Lo mexicano: un guiño a la historia
Sin embargo, el adjetivo nacional sitúa nuestro proyecto político en una realidad concreta, con una historia definida por las luchas sociales de varias generaciones y que pugna por reconocer la presencia de naciones que preceden la existencia de nuestro país. El denominar mexicano nuestro humanismo no implica renunciar a las pretensiones de universalidad, sino asumir que las particularidades históricas y sociales de nuestro territorio definen los problemas a solucionar y los acentos que tendrán nuestras respuestas.
La concepción de historia que cruza las definiciones políticas de la cuarta transformación cuestiona las complacencias de quienes tras el giro neoliberal demandaron el “fin de los mitos” y arrumbaron en las bibliotecas multitud de gestas comunitarias en reclamo de justicia y democracia. Es por eso por lo que en las acciones de gobierno, así como en el discurso obradorista, se busca un rescate de la historia patria como lucha por la defensa de soberanía nacional, la democracia y los derechos de los trabajadores. Sin reconocer la labor de quienes antecedieron en la lucha por un país más justo, no es posible ubicar entender el sentido de nuestras acciones.
Y sin embargo, lejos de caer en la tentación de reducir lo mexicano al folclor de las fiestas patrias, la cuarta transformación ha tomado como divisa reconocer la diversidad de las historias de los pueblos y comunidades, así como sus contribuciones en la construcción de una nación incluyente y democrática. Después de todo, ha sido a través del conflicto y la participación de comunidades e individuos que las primeras tres transformaciones dieron origen al México moderno. Al asumir la idea de construir un país solidario, igualitario y libre se opta por un espacio donde caben todos los Méxicos, incluyendo el de quienes viven fuera de nuestras fronteras.
Es por eso por lo que la relación con los pueblos originarios y su lucha contra la exclusión debe ser una de las prioridades en la forma en que se desarrolle cualquier gobierno humanista en México. No basta con reconocer el carácter pluricultural de México, eso sólo tendrá sentido cuando aceptemos que todo proyecto de desarrollo tiene que incluir el reconocimiento de la autonomía de los pueblos indígenas. Al final del día, la promesa de un país justo sólo puede cumplirse si logramos saldar la deuda de justicia con quienes fueron despojados de lengua, territorio y agua durante la colonización.
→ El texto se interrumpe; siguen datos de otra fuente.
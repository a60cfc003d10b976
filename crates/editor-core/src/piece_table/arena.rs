use crate::piece_table::piece::{Piece, PieceId};

#[derive(Debug)]
enum Slot {
    Live(Piece),
    /// The piece was split or joined away; its identity now stands for
    /// these newer pieces, in document order. Empty once retired.
    Forward(Vec<PieceId>),
}

/// Owns every piece ever created, addressed by [`PieceId`].
///
/// Slots are never reused, so an id handed to a history record keeps meaning
/// "the bytes that piece covered" for the lifetime of the arena. Every split,
/// join and staging piece takes a fresh slot; only [`PieceArena::compact`]
/// gives them back.
#[derive(Debug, Default)]
pub struct PieceArena {
    slots: Vec<Slot>,
}

impl PieceArena {
    pub fn alloc(&mut self, piece: Piece) -> PieceId {
        self.slots.push(Slot::Live(piece));

        PieceId(self.slots.len() - 1)
    }

    #[inline]
    pub fn get(&self, id: PieceId) -> Option<&Piece> {
        match self.slots.get(id.0)? {
            Slot::Live(piece) => Some(piece),
            Slot::Forward(_) => None,
        }
    }

    #[inline]
    pub fn get_mut(&mut self, id: PieceId) -> Option<&mut Piece> {
        match self.slots.get_mut(id.0)? {
            Slot::Live(piece) => Some(piece),
            Slot::Forward(_) => None,
        }
    }

    /// Swaps the contents of a live slot, keeping its identity.
    pub fn replace(&mut self, id: PieceId, piece: Piece) -> Option<Piece> {
        match self.slots.get_mut(id.0)? {
            Slot::Live(current) => Some(std::mem::replace(current, piece)),
            Slot::Forward(_) => None,
        }
    }

    /// Turns `id` into a forwarding record for `targets`.
    pub fn forward(&mut self, id: PieceId, targets: Vec<PieceId>) {
        debug_assert!(
            targets.iter().all(|target| target.0 > id.0),
            "forwarding must point at newer pieces"
        );

        if let Some(slot) = self.slots.get_mut(id.0) {
            *slot = Slot::Forward(targets);
        }
    }

    /// Drops a piece for good. Resolving it afterwards yields nothing.
    pub fn retire(&mut self, id: PieceId) {
        if let Some(slot) = self.slots.get_mut(id.0) {
            *slot = Slot::Forward(Vec::new());
        }
    }

    #[inline]
    pub fn is_live(&self, id: PieceId) -> bool {
        matches!(self.slots.get(id.0), Some(Slot::Live(_)))
    }

    /// Follows forwarding records to the live pieces `id` now stands for, in
    /// document order. Two halves later joined back resolve to the one
    /// joined piece.
    pub fn resolve(&self, id: PieceId) -> Vec<PieceId> {
        let mut out = Vec::new();
        let mut stack = vec![id];

        while let Some(current) = stack.pop() {
            match self.slots.get(current.0) {
                Some(Slot::Live(_)) => {
                    if !out.contains(&current) {
                        out.push(current);
                    }
                }
                Some(Slot::Forward(targets)) => stack.extend(targets.iter().rev()),
                None => {}
            }
        }

        out
    }

    /// Rebuilds the arena around the live pieces in `keep`, dropping every
    /// other slot, and returns their new ids in the same order. Every id not
    /// in `keep` is meaningless afterwards.
    pub fn compact(&mut self, keep: &[PieceId]) -> Vec<PieceId> {
        let mut old = std::mem::take(&mut self.slots);
        let mut ids = Vec::with_capacity(keep.len());

        for id in keep {
            if let Some(slot) = old.get_mut(id.0)
                && let Slot::Live(piece) = std::mem::replace(slot, Slot::Forward(Vec::new()))
            {
                ids.push(self.alloc(piece));
            }
        }

        ids
    }

    /// Number of slots allocated since creation or the last compaction,
    /// live or not.
    #[inline]
    pub fn capacity_used(&self) -> usize {
        self.slots.len()
    }
}
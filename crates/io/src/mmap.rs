/// A read-only memory map over a file on disk.
#[derive(Debug)]
pub struct MmapFile {
    _file: std::fs::File,
    mmap: memmap2::Mmap,
    path: std::path::PathBuf,
}

impl MmapFile {
    /// # Errors
    ///
    /// - `std::io::Error` if the file cannot be opened or mapped.
    pub fn open(path: impl AsRef<std::path::Path>) -> std::io::Result<Self> {
        let path = path.as_ref().to_path_buf();
        let file = std::fs::File::open(&path)?;

        // SAFETY:
        // - The file is opened read-only and the handle lives as long as the map.
        // - Only shared `&[u8]` views are ever handed out.
        let mmap = unsafe { memmap2::Mmap::map(&file)? };

        Ok(Self {
            _file: file,
            mmap,
            path,
        })
    }

    #[inline]
    #[must_use]
    pub fn as_slice(&self) -> &[u8] {
        &self.mmap
    }

    /// Mapped length in bytes.
    #[inline]
    #[must_use]
    pub fn len(&self) -> usize {
        self.mmap.len()
    }

    #[inline]
    #[must_use]
    pub fn is_empty(&self) -> bool {
        self.len() == 0
    }

    #[inline]
    #[must_use]
    pub fn path(&self) -> &std::path::Path {
        &self.path
    }
}

#[cfg(test)]
mod mmap_tests {
    use std::io::Write;

    #[test]
    fn maps_file_contents() {
        let mut temp = tempfile::NamedTempFile::new().unwrap();

        temp.write_all(&[0xde, 0xad, 0xbe, 0xef]).unwrap();
        temp.as_file().sync_all().unwrap();

        let mapped = crate::mmap::MmapFile::open(temp.path()).unwrap();

        assert_eq!(mapped.as_slice(), &[0xde, 0xad, 0xbe, 0xef]);
        assert_eq!(mapped.len(), 4);
        assert_eq!(mapped.path(), temp.path());
    }

    #[test]
    fn missing_file_is_an_io_error() {
        let dir = tempfile::tempdir().unwrap();
        let err = crate::mmap::MmapFile::open(dir.path().join("nope.bin")).unwrap_err();

        assert_eq!(err.kind(), std::io::ErrorKind::NotFound);
    }
}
Si el devenir histórico nos ha conformado como un pueblo diverso con una serie de anhelos de justicia y democracia, la definición de quién es y qué es lo mexicano no es algo grabado en piedra, inmutable. Es en esta intersección entre el pasado y el presente que el anhelo universalista del humanismo representa una oportunidad de redefinir los contornos de nuestra comunidad de derechos. Puede que en un mundo cada vez más interconectado los temores de difuminar nuestra identidad se presten a abrir la puerta a actitudes y acciones inaceptables, propias de un nacionalismo agresivo. Al contrario: es momento de rescatar nuestra tradición de hospitalidad frente al perseguido y recordar que lo mexicano siempre se ha nutrido de la contribución del migrante y el vecino.
A modo de conclusión
Desafiar el consenso de las élites y ampliar los límites de la participación política ha sido una constante del proyecto de la cuarta transformación. Al calificar su modelo de gobierno como un humanismo desde México, López Obrador y su movimiento asumen la carga de una herencia intelectual que trasciende la barrera del nacionalismo revolucionario. Queda por verse si ideas como la autogestión y la democracia económica, tan caros a los humanistas de izquierda, tendrán cabida en este proyecto. Por ahora, la fuerza plebeya que irrumpió en 2018 tiene una bandera que defender más allá de este sexenio.